##### SUPPLIED DATA #####

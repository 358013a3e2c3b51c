use std::time::Duration;

use reqwest::{header, Method, StatusCode, Url};
use serde::Serialize;
use serde_json::Value as JsonValue;
use tokio::time::sleep;

use crate::{ApiResponse, Result, TransportError, TransportOptions};

/// HTTP client for a single Patroni coordinator member.
///
/// Holds an immutable base URL and retry/timeout configuration; every call
/// issues one logical request under the retry policy and classifies the
/// outcome into an [`ApiResponse`] or a [`TransportError`]. Instances are
/// cheap to clone and safe to share across concurrent callers.
#[derive(Clone, Debug)]
pub struct Transport {
    http: reqwest::Client,
    base_url: String,
    options: TransportOptions,
}

impl Transport {
    /// Creates a transport against a base URL such as
    /// `http://localhost:8008`.
    ///
    /// The URL is not validated here; a malformed base URL surfaces as a
    /// failure on the first request.
    pub fn new(base_url: impl Into<String>) -> Self {
        Self {
            http: reqwest::Client::new(),
            base_url: base_url.into(),
            options: TransportOptions::default(),
        }
    }

    /// Applies transport options such as timeout and retry behavior.
    pub fn with_options(mut self, opts: TransportOptions) -> Self {
        self.options = opts;
        self
    }

    /// Issues a GET request.
    pub async fn get(&self, path: &str) -> Result<ApiResponse> {
        self.execute(Method::GET, path, None).await
    }

    /// Issues a HEAD request. The classified response is always
    /// [`ApiResponse::Empty`] since HEAD never carries a body.
    pub async fn head(&self, path: &str) -> Result<ApiResponse> {
        self.execute(Method::HEAD, path, None).await
    }

    /// Issues a POST request with `data` serialized as the JSON body.
    pub async fn post<T: Serialize>(&self, path: &str, data: &T) -> Result<ApiResponse> {
        self.execute(Method::POST, path, Some(to_json_body(data)?))
            .await
    }

    /// Issues a PUT request with `data` serialized as the JSON body.
    pub async fn put<T: Serialize>(&self, path: &str, data: &T) -> Result<ApiResponse> {
        self.execute(Method::PUT, path, Some(to_json_body(data)?))
            .await
    }

    /// Issues a DELETE request.
    pub async fn delete(&self, path: &str) -> Result<ApiResponse> {
        self.execute(Method::DELETE, path, None).await
    }

    async fn execute(
        &self,
        method: Method,
        path: &str,
        body: Option<JsonValue>,
    ) -> Result<ApiResponse> {
        let url = self.resolve(path)?;
        let mut attempt = 0usize;
        loop {
            let mut request = self
                .http
                .request(method.clone(), url.clone())
                .timeout(self.options.timeout);
            if let Some(payload) = &body {
                request = request
                    .header(header::CONTENT_TYPE, "application/json")
                    .json(payload);
            }

            tracing::debug!(%method, %url, attempt, "issuing request");

            // Both sending the request and draining the body count as one
            // attempt; a timeout in either phase is transient.
            let outcome = match request.send().await {
                Ok(response) => {
                    let status = response.status();
                    response.text().await.map(|text| (status, text))
                }
                Err(err) => Err(err),
            };

            match outcome {
                Ok((status, text)) => return classify_response(status, &text),
                Err(err) if is_transient(&err) && attempt < self.options.max_retries => {
                    attempt += 1;
                    tracing::warn!(attempt, error = %err, "transient request failure, retrying");
                    self.wait_before_retry(attempt).await;
                }
                Err(err) if is_transient(&err) => {
                    return Err(TransportError::RetryExhausted {
                        attempts: attempt + 1,
                        source: err,
                    });
                }
                Err(err) => {
                    return Err(TransportError::Unexpected(format!(
                        "request failed: {err}"
                    )));
                }
            }
        }
    }

    fn resolve(&self, path: &str) -> Result<Url> {
        let base = Url::parse(&self.base_url).map_err(|err| {
            TransportError::Unexpected(format!("invalid base URL {:?}: {err}", self.base_url))
        })?;
        base.join(path)
            .map_err(|err| TransportError::Unexpected(format!("invalid path {path:?}: {err}")))
    }

    /// Sleeps before retry `attempt` (1-based), doubling the configured base
    /// backoff each time.
    async fn wait_before_retry(&self, attempt: usize) {
        let exp = attempt.saturating_sub(1).min(16) as u32;
        let multiplier = 1u64 << exp;
        let delay_ms = self.options.retry_backoff_ms.saturating_mul(multiplier);
        sleep(Duration::from_millis(delay_ms)).await;
    }
}

/// Whether a request error is eligible for retry: connection establishment
/// and timeout failures only. HTTP error statuses never reach this check.
fn is_transient(err: &reqwest::Error) -> bool {
    err.is_timeout() || err.is_connect()
}

fn to_json_body<T: Serialize>(data: &T) -> Result<JsonValue> {
    serde_json::to_value(data)
        .map_err(|err| TransportError::Unexpected(format!("unserializable request body: {err}")))
}

fn classify_response(status: StatusCode, body: &str) -> Result<ApiResponse> {
    let code = status.as_u16();
    if status.is_success() {
        if body.is_empty() {
            return Ok(ApiResponse::Empty { status: code });
        }
        return serde_json::from_str(body)
            .map(|parsed| ApiResponse::Body {
                status: code,
                body: parsed,
            })
            .map_err(|err| {
                TransportError::Unexpected(format!("invalid JSON in success body: {err}"))
            });
    }

    let reason = status.canonical_reason().unwrap_or("").to_owned();
    if status.is_client_error() || status.is_server_error() {
        return Err(TransportError::HttpStatus {
            status: code,
            reason,
        });
    }
    Err(TransportError::Unexpected(format!(
        "unrecognized response class: {code} - {reason}"
    )))
}
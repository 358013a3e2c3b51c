use std::time::Duration;

/// Configures HTTP timeout and retry behavior for [`crate::Transport`].
#[derive(Clone, Debug, Eq, PartialEq)]
pub struct TransportOptions {
    /// Per-request timeout, bounding both connection establishment and the
    /// read phase of a single attempt.
    pub timeout: Duration,
    /// Maximum number of retries after the initial attempt. Zero means a
    /// transient failure is terminal immediately.
    pub max_retries: usize,
    /// Base retry backoff in milliseconds (exponential strategy).
    pub retry_backoff_ms: u64,
}

impl Default for TransportOptions {
    fn default() -> Self {
        Self {
            timeout: Duration::from_secs(10),
            max_retries: 3,
            retry_backoff_ms: 250,
        }
    }
}
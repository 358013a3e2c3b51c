use std::time::Duration;

use serde::Deserialize;

use crate::TransportOptions;

/// Connection settings for one coordinator member.
///
/// Deserializable from configuration files; every field has the coordinator's
/// conventional default, so `Config::default()` targets
/// `http://localhost:8008`.
#[derive(Clone, Debug, Deserialize, PartialEq, Eq)]
#[serde(default)]
pub struct Config {
    /// Coordinator hostname.
    pub host: String,
    /// Coordinator REST API port.
    pub port: String,
    /// Whether to use `https` for the base URL. Certificate validation uses
    /// platform trust roots.
    pub ssl_enabled: bool,
    /// Maximum retries after the initial attempt on transient failures.
    pub max_retries: usize,
    /// Per-request timeout in seconds.
    pub timeout_secs: u64,
}

impl Default for Config {
    fn default() -> Self {
        Self {
            host: "localhost".to_owned(),
            port: "8008".to_owned(),
            ssl_enabled: false,
            max_retries: 3,
            timeout_secs: 10,
        }
    }
}

impl Config {
    /// Base URL for the member, `http[s]://{host}:{port}` by `ssl_enabled`.
    pub fn base_url(&self) -> String {
        let scheme = if self.ssl_enabled { "https" } else { "http" };
        format!("{scheme}://{}:{}", self.host, self.port)
    }

    pub(crate) fn transport_options(&self) -> TransportOptions {
        TransportOptions {
            timeout: Duration::from_secs(self.timeout_secs),
            max_retries: self.max_retries,
            ..TransportOptions::default()
        }
    }
}
//! `patroni-http` is an async HTTP client for the Patroni REST management
//! API.
//!
//! The crate has two layers:
//! - [`Transport`] — the five-verb HTTP client with bounded retries on
//!   transient failures and uniform response classification.
//! - [`PatroniClient`] — cluster-role health probes (`is_primary`,
//!   `is_standby_leader`, `is_leader`) that downgrade transport failures to
//!   `false` plus a bounded error log.

mod cluster;
mod config;
mod error;
mod error_log;
mod options;
mod response;
mod transport;

pub use cluster::PatroniClient;
pub use config::Config;
pub use error::TransportError;
pub use error_log::{ErrorLog, DEFAULT_ERROR_CAPACITY};
pub use options::TransportOptions;
pub use response::ApiResponse;
pub use transport::Transport;

pub type Result<T> = std::result::Result<T, TransportError>;
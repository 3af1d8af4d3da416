use crate::backup::result_error::WithMsg;
use std::process::ExitStatus;
use thiserror::Error;

#[derive(Error, Debug)]
pub enum Error {
    #[error(transparent)]
    Io(#[from] std::io::Error),
    #[error(transparent)]
    SerdeJson(#[from] serde_json::Error),
    #[error(transparent)]
    ValidationError(#[from] validator::ValidationErrors),
    #[error("{tool} exited with {status}")]
    ToolFailed { tool: String, status: ExitStatus },
    #[error("{}:\n{}", msg, indent::indent_all_with("  ", error.to_string()))]
    WithMsg { msg: String, error: Box<Error> },
}

impl<S: Into<String>> WithMsg<S> for Error {
    fn with_msg(self, msg: S) -> Self {
        Self::WithMsg {
            msg: msg.into(),
            error: Box::new(self),
        }
    }
}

#####

# DIRECTIONS
Lines that contain "false" should be pulled from the entries above and reported.

# OUTPUT
            ssl_enabled: false,
//!   `false` plus a bounded error log.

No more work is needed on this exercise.